Like many thousands of young women, Shane was prescribed this drug – so this could have happened to any one of us. FDA hearings in 2012 revealed that Bayer was aware that these drugs produce an elevated risk of severe side effects, including deep vein thrombosis, pulmonary embolism, stroke and heart attack. The FDA’s own study found a 74% increased risk of blood clots which are responsible for miscarriages, low birth weight, stillbirths and maternal deaths.
Just google “Bayer Yaz lawsuits.” It’s frightening and disheartening to see that they’d rather keep the product on the market and settle the suits than to pull the product and save lives. They care only about profits, not patients.
THE SHANE FOUNDATION was established to raise awareness and support research for the prevention and treatment of contraceptive and pregnancy-related blood clotting disorders.
SOUND ART catalyses a child’s raw creativity through the mentoring power of professional musicians. They’re a mobile lightweight solution for vanishing music programs in the most challenged neighborhoods of Los Angeles. Sound Art has been providing excellent music education since 2002 and has served over 16,000 children, K through 12, with their first exposure to musicianship. I’ve served on the Board of this fabulous foundation and it’s an organization that truly changes the path for our city’s at-risk children, hands on.
My dear friend Sharon has a beautiful girl named Liv who has been suffering from a rare disease called NEMALINE MYOPATHY (NM) since birth. NM is a disorder that primarily affects skeletal muscles, which are muscles that the body uses for movement. People with NM have muscle weakness (myopathy) throughout the body, but it is typically most severe in the muscles of the face, neck, and limbs. Those affected may have feeding and swallowing difficulties, foot deformities, abnormal curvature of the spine (scoliosis), and joint deformities (contractures). They are often unable to participate in everyday activities such as walking, standing-up and eating. Although the disease is slow or non-progressing, the muscles generally are not strong enough to support a full grown skeleton which leads to scoliosis, further respiratory complications and loss of or inability to walk, usually by the teenage years when a major growth spurt occurs. Life expectancy is significantly lower with respiratory complications being the cause of death.

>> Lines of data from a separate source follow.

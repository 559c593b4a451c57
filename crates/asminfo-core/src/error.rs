//! Error types for asminfo-core

/// Result type for asminfo-core operations
pub type Result<T> = std::result::Result<T, Error>;

/// Errors that can occur while applying updates
#[derive(Debug, thiserror::Error)]
pub enum Error {
    /// Error from asminfo-fs
    #[error(transparent)]
    Fs(#[from] asminfo_fs::Error),

    /// Error from asminfo-content
    #[error(transparent)]
    Content(#[from] asminfo_content::Error),

    #[error("Current value '{value}' for attribute '{attribute}' is not in a correct version format")]
    InvalidVersionValue { attribute: String, value: String },

    #[error("Specified value '{format}' for attribute '{attribute}' is not a correct version format")]
    InvalidVersionFormat { attribute: String, format: String },

    #[error("Unknown token '{token}'")]
    UnknownToken { token: String },

    #[error("Invalid date format '{format}'")]
    InvalidDateFormat { format: String },
}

Because the disease is rare, not enough research money is allocated toward it — and to date there is no cure.
Sharon started Love Liv which is a collaboration with A Foundation Building Strength, the only organization that works to fund research to put an end to this disease. With your help, I know they will.
This is also a cause close to me as ALS has touched my childhood friend’s family’s life. My friend’s husband was a widely-respected ER physician at Cedars Sinai, devoted to his wife and four young children and contributing to society in generous ways. Things have changed forever for them since his diagnosis. ALS is a progressive neurodegenerative disease that affects nerve cells in the brain and the spinal cord — paralyzing the body, while the mind remains active— and to date, there is no cure. The average lifespan of this terminal disease is just three to five years.
+++ Thank you for taking the time to read this. Please consider any of these important causes listed above.